Making the case for the Boston Red Sox using only the bullpen in a potential Game 4 of the ALDS rather than rely on one of their struggling starters.
One of the biggest questions facing the Boston Red Sox as the postseason approaches is who they would start if the team makes it as far as Game 4 of the ALDS. Choosing between Rick Porcello and Doug Fister is like being forced to decide if you’d rather be punched in the face or the gut – either way, it’s going to hurt.
Porcello has transformed from Cy Young into Cy Yuck. Forget about last year or about how much money he’s making. This is about the performance we can expect to get in a potential must-win situation. If the Red Sox are facing elimination heading into Game 4, they can’t trot out a pitcher who leads the majors in losses, home runs and hits allowed.
The outlook isn’t any brighter with Fister, a pitcher the Red Sox picked up off the scrap heap when they were desperate to fill the back end of their rotation. He had a nice run for about six weeks only to stumble down the stretch. He’ll carry a 5.68 ERA in the month of September into his final start of the season Friday night.
Perhaps the solution is to not use either of them. Rather than risk one of their struggling starters putting the Red Sox in an early hole before handing the ball off to the bullpen, why not just cut out the starter in that equation? The best chance of winning a Game 4 would be for the bullpen to handle the entire workload.
It’s an unorthodox strategy, but desperate times call for desperate measures. We saw Cleveland Indians manager Terry Francona deploy a creative bullpen strategy in last year’s postseason. This would merely be taking his concept one step further.
The Red Sox should use David Price to “start” the game with the understanding that he’ll only be used for three innings. We’ve seen him pitch multiple innings out of the bullpen this month and he’s thrived in the new role, tossing six shutout innings over three appearances. Turning to Price to begin the game avoids any concerns about how long he’ll need to warm up and allows him to start each inning with the bases clean. It also quiets the narrative about how Price has never won a postseason start since we’ll know going in that he’s not stretched out enough to last 5+ innings to qualify for a win.
The plan for covering each frame with a reliever would look something like this.
If you only count Price’s production as a reliever, those pitchers own a combined 1.05 ERA this season. Good luck hanging a crooked number on the scoreboard against this crew.

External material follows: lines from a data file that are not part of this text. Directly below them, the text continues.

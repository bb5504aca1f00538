//! Debug-visualization snapshots.
//!
//! Layers and models each hold a [`DebugFrame`] that an external renderer can
//! read. Refreshing a frame samples the current poses and shapes of the
//! entity's bodies out of the scene; it never feeds back into simulation
//! state.

use crate::scene::{BodyHandle, PhysicsScene, Pose, Shape};

/// One shape of a visualization snapshot, in world coordinates.
#[derive(Debug, Clone)]
pub struct DebugShape {
    /// Pose of the owning body at refresh time.
    pub pose: Pose,
    /// The fixture shape, in body-local coordinates.
    pub shape: Shape,
}

/// A refreshable visualization snapshot of an entity's bodies.
#[derive(Debug, Clone, Default)]
pub struct DebugFrame {
    /// Sampled shapes, one per fixture.
    pub shapes: Vec<DebugShape>,
    /// Incremented on every refresh.
    pub revision: u64,
}

impl DebugFrame {
    /// Re-sample the frame from the given bodies.
    pub fn refresh(
        &mut self,
        scene: &PhysicsScene,
        bodies: impl IntoIterator<Item = BodyHandle>,
    ) {
        self.shapes.clear();
        for handle in bodies {
            if let Some(body) = scene.body(handle) {
                for fixture in &body.fixtures {
                    self.shapes.push(DebugShape {
                        pose: body.pose,
                        shape: fixture.shape.clone(),
                    });
                }
            }
        }
        self.revision += 1;
    }
}

#[cfg(test)]
#[allow(clippy::unwrap_used, clippy::expect_used)]
mod tests {
    use super::*;
    use crate::scene::{BodyType, Fixture};
    use nalgebra::{Isometry2, Point2, Vector2};

    #[test]
    fn test_refresh_samples_fixtures_and_bumps_revision() {
        let mut scene = PhysicsScene::new(Vector2::zeros());
        let h = scene.create_body(BodyType::Dynamic, Isometry2::new(Vector2::new(1.0, 2.0), 0.0));
        scene
            .create_fixture(h, Fixture::new(Shape::circle(Point2::origin(), 0.5)))
            .unwrap();

        let mut frame = DebugFrame::default();
        frame.refresh(&scene, [h]);
        assert_eq!(frame.shapes.len(), 1);
        assert_eq!(frame.revision, 1);
        assert!((frame.shapes[0].pose.translation.x - 1.0).abs() < 1e-12);

        frame.refresh(&scene, [h]);
        assert_eq!(frame.revision, 2);
    }
}
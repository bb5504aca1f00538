//! Static collision geometry anchored to one body.
//!
//! A layer is built once during world loading, occupies one collision class,
//! and never moves afterwards. Model footprints opt into colliding with it by
//! naming it.

use nalgebra::Point2;
use serde::Deserialize;
use tracing::warn;

use crate::error::ConfigError;
use crate::filter::{CollisionFilterRegistry, LayerId};
use crate::scene::{BodyHandle, BodyType, CollisionFilter, Fixture, PhysicsScene, Pose, Shape};
use crate::viz::DebugFrame;

/// Declarative fragment of a layer entry in the world document.
#[derive(Debug, Clone, Deserialize)]
pub struct LayerConfig {
    /// Unique layer name.
    pub name: String,
    /// Line segments, each `[x1, y1, x2, y2]`.
    #[serde(default)]
    pub lines: Vec<[f64; 4]>,
    /// Axis-aligned rectangles, each `[cx, cy, width, height]`.
    #[serde(default)]
    pub rectangles: Vec<[f64; 4]>,
}

/// Named, immutable-after-load static collision geometry.
#[derive(Debug)]
pub struct Layer {
    name: String,
    layer_id: LayerId,
    body: BodyHandle,
    viz: DebugFrame,
}

impl Layer {
    /// Build a layer into the shared scene, consuming one collision class.
    ///
    /// # Errors
    ///
    /// Fails when the collision-class budget is exhausted, the name is a
    /// duplicate, or the scene rejects the geometry.
    pub fn from_config(
        scene: &mut PhysicsScene,
        registry: &mut CollisionFilterRegistry,
        config: LayerConfig,
    ) -> Result<Self, ConfigError> {
        let layer_id = registry.register_layer(&config.name)?;
        let filter = CollisionFilter::new(layer_id.bit(), u16::MAX);

        let body = scene.create_body(BodyType::Static, Pose::identity());
        if let Some(b) = scene.body_mut(body) {
            b.name = Some(config.name.clone());
        }

        for [x1, y1, x2, y2] in &config.lines {
            let shape = Shape::segment(Point2::new(*x1, *y1), Point2::new(*x2, *y2));
            scene
                .create_fixture(body, Fixture::new(shape).with_filter(filter))
                .map_err(|e| ConfigError::scene(format!("layer '{}'", config.name), e))?;
        }
        for [cx, cy, w, h] in &config.rectangles {
            let shape = Shape::rectangle(*cx, *cy, *w, *h);
            scene
                .create_fixture(body, Fixture::new(shape).with_filter(filter))
                .map_err(|e| ConfigError::scene(format!("layer '{}'", config.name), e))?;
        }

        if config.lines.is_empty() && config.rectangles.is_empty() {
            warn!("layer '{}' declares no geometry", config.name);
        }

        Ok(Self {
            name: config.name,
            layer_id,
            body,
            viz: DebugFrame::default(),
        })
    }

    /// The layer name.
    #[must_use]
    pub fn name(&self) -> &str {
        &self.name
    }

    /// The collision class allocated to this layer.
    #[must_use]
    pub fn layer_id(&self) -> LayerId {
        self.layer_id
    }

    /// Handle of the layer's single static body.
    #[must_use]
    pub fn body(&self) -> BodyHandle {
        self.body
    }

    /// Refresh the layer's visualization snapshot.
    pub fn debug_visualize(&mut self, scene: &PhysicsScene) {
        self.viz.refresh(scene, [self.body]);
    }

    /// The last visualization snapshot.
    #[must_use]
    pub fn viz(&self) -> &DebugFrame {
        &self.viz
    }
}

#[cfg(test)]
#[allow(clippy::unwrap_used, clippy::expect_used)]
mod tests {
    use super::*;
    use nalgebra::Vector2;

    fn wall_config() -> LayerConfig {
        LayerConfig {
            name: "wall".to_string(),
            lines: vec![[0.0, 0.0, 5.0, 0.0]],
            rectangles: vec![[2.0, 2.0, 1.0, 1.0]],
        }
    }

    #[test]
    fn test_builds_one_static_body_with_fixtures() {
        let mut scene = PhysicsScene::new(Vector2::zeros());
        let mut cfr = CollisionFilterRegistry::new();
        let layer = Layer::from_config(&mut scene, &mut cfr, wall_config()).unwrap();

        assert_eq!(layer.name(), "wall");
        assert_eq!(scene.body_count(), 1);
        assert_eq!(scene.fixture_count(), 2);
        let body = scene.body(layer.body()).unwrap();
        assert_eq!(body.body_type, BodyType::Static);
        assert_eq!(body.fixtures[0].filter.category, layer.layer_id().bit());
    }

    #[test]
    fn test_yaml_fragment_deserializes() {
        let value: serde_yaml::Value = serde_yaml::from_str(
            "name: wall\nrectangles:\n  - [0.0, 0.0, 10.0, 0.2]\n",
        )
        .unwrap();
        let config: LayerConfig = serde_yaml::from_value(value).unwrap();
        assert_eq!(config.name, "wall");
        assert_eq!(config.rectangles.len(), 1);
        assert!(config.lines.is_empty());
    }

    #[test]
    fn test_duplicate_layer_name_rejected() {
        let mut scene = PhysicsScene::new(Vector2::zeros());
        let mut cfr = CollisionFilterRegistry::new();
        Layer::from_config(&mut scene, &mut cfr, wall_config()).unwrap();
        let err = Layer::from_config(&mut scene, &mut cfr, wall_config()).unwrap_err();
        assert!(matches!(err, ConfigError::DuplicateLayer(_)));
    }

    #[test]
    fn test_debug_visualize_refreshes_frame() {
        let mut scene = PhysicsScene::new(Vector2::zeros());
        let mut cfr = CollisionFilterRegistry::new();
        let mut layer = Layer::from_config(&mut scene, &mut cfr, wall_config()).unwrap();
        layer.debug_visualize(&scene);
        assert_eq!(layer.viz().shapes.len(), 2);
        assert_eq!(layer.viz().revision, 1);
    }
}
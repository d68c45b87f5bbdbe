//! Darkroom upload client.
//!
//! Drives a persisted upload session against the ingestion gateway: files
//! passed on the command line are enqueued, the queue is persisted before
//! any network traffic, and a run that is interrupted (crash, Ctrl+C,
//! connectivity loss) resumes from the persisted queue on the next start.
//! Items are sent one at a time with byte-level progress; the gateway's
//! per-item results are reconciled back into the queue.

mod config;
mod item;
mod session;
mod transport;

use anyhow::{bail, Context, Result};
use config::UploaderConfig;
use item::ItemStatus;
use session::{restore_or_create, SessionManager};
use std::path::{Path, PathBuf};
use std::sync::atomic::{AtomicU8, Ordering};
use std::sync::Arc;
use tokio_util::sync::CancellationToken;
use tracing::{debug, error, info, warn};
use tracing_subscriber::{fmt, layer::SubscriberExt, util::SubscriberInitExt, EnvFilter};
use transport::{ProgressFn, Transport, TransportError};

#[tokio::main]
async fn main() -> Result<()> {
    let config = UploaderConfig::load().context("Failed to load configuration")?;

    init_tracing(&config.log_level);

    info!(
        endpoint = %config.endpoint,
        destination = %config.destination,
        "Starting Darkroom uploader"
    );

    let files: Vec<PathBuf> = std::env::args().skip(1).map(PathBuf::from).collect();

    let mut manager = restore_or_create(
        Path::new(&config.queue_path),
        &config.destination,
        config.max_retries,
    )?;

    if !files.is_empty() {
        manager.enqueue(&files)?;
    }

    if manager.batch().items.is_empty() {
        info!("Nothing to upload");
        return Ok(());
    }

    let transport = Transport::new(&config)?;

    // Explicit cancellation releases the in-flight connection and leaves
    // the queue resumable
    let cancel = CancellationToken::new();
    {
        let cancel = cancel.clone();
        tokio::spawn(async move {
            if tokio::signal::ctrl_c().await.is_ok() {
                warn!("Cancellation requested");
                cancel.cancel();
            }
        });
    }

    let destination = manager.batch().destination.clone();
    run_batch(&mut manager, &transport, &destination, &cancel).await?;

    let failed = manager.failed_items();
    if failed.is_empty() {
        info!("Upload session complete");
        Ok(())
    } else {
        for item in &failed {
            error!(
                filename = %item.filename,
                retries = item.retry_count,
                error = item.last_error.as_deref().unwrap_or("unknown"),
                "Item failed permanently"
            );
        }
        bail!("{} item(s) failed permanently", failed.len());
    }
}

/// Send every queued item to a terminal outcome (or until cancelled)
async fn run_batch(
    manager: &mut SessionManager,
    transport: &Transport,
    destination: &str,
    cancel: &CancellationToken,
) -> Result<()> {
    while let Some(item) = manager.next_queued() {
        if cancel.is_cancelled() {
            manager.reset_in_flight()?;
            info!("Upload run cancelled");
            return Ok(());
        }

        manager.set_status(item.id, ItemStatus::Uploading)?;

        let last_percent = Arc::new(AtomicU8::new(0));
        let progress_percent = last_percent.clone();
        let progress_name = item.filename.clone();
        let on_progress: ProgressFn = Box::new(move |loaded, total| {
            let percent = if total == 0 {
                100
            } else {
                (loaded.saturating_mul(100) / total) as u8
            };
            progress_percent.store(percent, Ordering::Relaxed);
            debug!(filename = %progress_name, loaded, total, "Upload progress");
        });

        match transport
            .send_item(&item, destination, on_progress, cancel)
            .await
        {
            Ok(response) if response.is_ok() => {
                manager.set_progress(item.id, last_percent.load(Ordering::Relaxed));
                // All bytes were accepted; the server has processed the item
                manager.set_status(item.id, ItemStatus::Processing)?;

                match response.item_results() {
                    Ok(results) => manager.reconcile(&results)?,
                    Err(e) => {
                        warn!(error = %e, "Gateway returned an unparseable body");
                        manager.record_failure(
                            item.id,
                            format!("unparseable response: {e}"),
                            true,
                        )?;
                    }
                }
            }
            Ok(response) => {
                // Batch-wide rejection (auth, envelope): no item was
                // processed, so the queue stays intact for the next run
                manager.reset_in_flight()?;
                bail!(
                    "gateway rejected the batch: status {}: {}",
                    response.status,
                    response.body
                );
            }
            Err(TransportError::Cancelled) => {
                manager.reset_in_flight()?;
                info!("Upload cancelled mid-flight");
                return Ok(());
            }
            Err(e) => {
                let retryable = e.is_retryable();
                warn!(filename = %item.filename, error = %e, retryable, "Transport failure");
                manager.record_failure(item.id, e.to_string(), retryable)?;
            }
        }
    }

    Ok(())
}

/// Initialize tracing/logging
fn init_tracing(log_level: &str) {
    let env_filter =
        EnvFilter::try_from_default_env().unwrap_or_else(|_| EnvFilter::new(log_level));

    tracing_subscriber::registry()
        .with(env_filter)
        .with(fmt::layer())
        .init();
}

Boston also has the luxury of strategically deploying Fernando Abad against a lefty. If the Red Sox meet the Houston Astros in the ALDS, Abad could be called on to face Brian McCann (.234 average vs LHP) or the switch-hitting Carlos Beltran (.186 average vs LHP) at any point after the third inning.
This plan hinges on each of these relievers being available to pitch in Game 4 but that shouldn’t be a problem with an off day after Game 2. The only pitcher manager John Farrell would need to avoid using in Game 3 would be Price. The rest of the bullpen should be ready to go for at least one inning regardless of if they pitched the previous night. With another off day before a potential Game 5, there’s no concern about anyone being used for more than two consecutive days.
The concept of a bullpen game in the postseason may seem far-fetched but so is expecting to win with Porcello or Fister. A repeat of last year when the Red Sox were swept in the ALDS would avoid this scenario altogether, although that’s certainly not what we want. Maybe it will be the Red Sox sweeping their way through the first round, yet that may be the most far-fetched theory of all.
In all likelihood, Boston will need a pitcher to start Game 4. Unless they decide to bring Chris Sale back on short rest to pitch in that game, turning it over to the bullpen from the very beginning gives the Red Sox their best chance to win.